• Task data
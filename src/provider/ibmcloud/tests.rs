//! Unit tests for the IBM Cloud provider.

use std::sync::Arc;
use std::time::Duration;

use rstest::{fixture, rstest};

use super::*;
use crate::test_support::{ScriptedRunner, discard_logger};

#[fixture]
fn config() -> IbmCloudConfig {
    IbmCloudConfig {
        cli_bin: String::from("ibmcloud"),
        region: String::from("us-south"),
        zone: String::from("us-south-1"),
        vpc: String::from("vpc-1"),
        subnet: String::from("subnet-1"),
        profile: String::from("bx2-2x8"),
        image: String::from("img-1"),
    }
}

fn provider(config: IbmCloudConfig, runner: &ScriptedRunner) -> IbmCloudProvider {
    IbmCloudProvider::new(config, Arc::new(runner.clone()), &discard_logger())
        .expect("provider should build")
        .with_poll(Poll::new(Duration::from_secs(60), Duration::from_secs(10)))
}

fn request() -> InstanceRequest {
    InstanceRequest {
        name: String::from("kola-ibm-m1"),
        user_data: String::from("{}"),
    }
}

const CREATED: &str = r#"{
    "id":"inst-1",
    "crn":"crn:v1:inst-1",
    "status":"pending",
    "primary_network_interface":{"id":"nic-1"}
}"#;

fn shown(status: &str) -> String {
    format!(
        r#"{{"id":"inst-1","crn":"crn:v1:inst-1","status":"{status}",
            "primary_network_interface":{{"id":"nic-1","primary_ip":{{"address":"10.240.0.4"}}}}}}"#
    )
}

#[rstest]
fn blank_vpc_is_rejected(config: IbmCloudConfig) {
    let err = IbmCloudProvider::new(
        IbmCloudConfig {
            vpc: String::new(),
            ..config
        },
        Arc::new(ScriptedRunner::new()),
        &discard_logger(),
    )
    .expect_err("vpc is required");
    assert!(err.to_string().contains("KOLA_IBMCLOUD_VPC"), "got {err}");
}

#[rstest]
#[tokio::test(start_paused = true)]
async fn create_tags_reserves_and_waits(config: IbmCloudConfig) {
    let runner = ScriptedRunner::new();
    runner.push_stdout(CREATED);
    runner.push_success();
    runner.push_stdout(r#"{"id":"fip-1","address":"169.48.1.2"}"#);
    runner.push_stdout(shown("starting"));
    runner.push_stdout(shown("running"));
    runner.push_stdout(shown("running"));

    let instance = provider(config, &runner)
        .create_instance(&request(), &CancelSignal::never())
        .await
        .expect("instance should come up");

    assert_eq!(instance.addresses.public, Some("169.48.1.2".parse().expect("ip")));
    assert_eq!(instance.addresses.private, Some("10.240.0.4".parse().expect("ip")));
    assert_eq!(
        instance.floating_ip.as_ref().map(|ip| ip.id.as_str()),
        Some("fip-1")
    );
    let tag = &runner.invocations()[1];
    assert_eq!(tag.flag_value("--tag-names").as_deref(), Some("created-by:mantle"));
    assert_eq!(tag.flag_value("--resource-id").as_deref(), Some("crn:v1:inst-1"));
    assert_eq!(runner.invocations()[2].flag_value("--nic").as_deref(), Some("nic-1"));
}

#[rstest]
#[tokio::test(start_paused = true)]
async fn failed_instance_releases_ip_then_deletes(config: IbmCloudConfig) {
    let runner = ScriptedRunner::new();
    runner.push_stdout(CREATED);
    runner.push_success();
    runner.push_stdout(r#"{"id":"fip-1","address":"169.48.1.2"}"#);
    runner.push_stdout(shown("failed"));
    runner.push_success();
    runner.push_success();

    let err = provider(config, &runner)
        .create_instance(&request(), &CancelSignal::never())
        .await
        .expect_err("failed status aborts");

    assert!(matches!(err, ProviderError::Readiness { .. }), "got {err}");
    let calls = runner.invocations();
    assert!(calls[4].mentions("floating-ip-release fip-1"));
    assert!(calls[5].mentions("instance-delete inst-1"));
}

#[rstest]
#[tokio::test]
async fn terminate_releases_floating_ip(config: IbmCloudConfig) {
    let runner = ScriptedRunner::new();
    runner.push_success();
    runner.push_success();
    let instance = Instance {
        id: String::from("inst-1"),
        name: String::from("kola-ibm-m1"),
        addresses: Addresses::default(),
        floating_ip: Some(FloatingIp {
            id: String::from("fip-1"),
            address: "169.48.1.2".parse().expect("ip"),
        }),
    };

    provider(config, &runner)
        .terminate_instance(&instance)
        .await
        .expect("terminate");

    let calls = runner.invocations();
    assert!(calls[0].mentions("floating-ip-release fip-1 --force"));
    assert!(calls[1].mentions("instance-delete inst-1 --force"));
}

#[rstest]
#[tokio::test]
async fn setup_targets_region_and_registers_key(config: IbmCloudConfig) {
    let runner = ScriptedRunner::new();
    runner.push_success();
    runner.push_stdout(r#"{"id":"key-1"}"#);
    runner.push_success();
    let provider = provider(config, &runner);

    provider
        .setup(&ClusterIdentity {
            name: String::from("kola-ibm"),
            ssh_public_key: Some(String::from("ssh-ed25519 AAAA")),
        })
        .await
        .expect("setup");
    provider.teardown().await.expect("teardown");

    let calls = runner.invocations();
    assert!(calls[0].mentions("target -r us-south"));
    assert!(calls[1].mentions("is key-create kola-ibm @"));
    assert!(calls[2].mentions("is key-delete key-1 --force"));
}

#[rstest]
#[tokio::test]
async fn gc_matches_tagged_crns(config: IbmCloudConfig) {
    let runner = ScriptedRunner::new();
    runner.push_stdout(r#"{"items":[{"crn":"crn:old"},{"crn":"crn:new"}]}"#);
    runner.push_stdout(
        r#"[
            {"id":"old","crn":"crn:old","status":"running","created_at":"2019-01-01T00:00:00Z"},
            {"id":"new","crn":"crn:new","status":"running","created_at":"2999-01-01T00:00:00Z"},
            {"id":"foreign","crn":"crn:foreign","status":"running","created_at":"2019-01-01T00:00:00Z"}
        ]"#,
    );
    runner.push_success();

    let summary = provider(config, &runner)
        .gc(Duration::from_secs(60))
        .await
        .expect("gc");

    assert_eq!(summary.terminated, vec![String::from("old")]);
    assert_eq!(summary.skipped, 1);
    assert!(runner.invocations_mentioning("foreign").is_empty());
}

• Problem description
Find how many lines in the material hold the word "shown" and state that number alone.

• Your response
5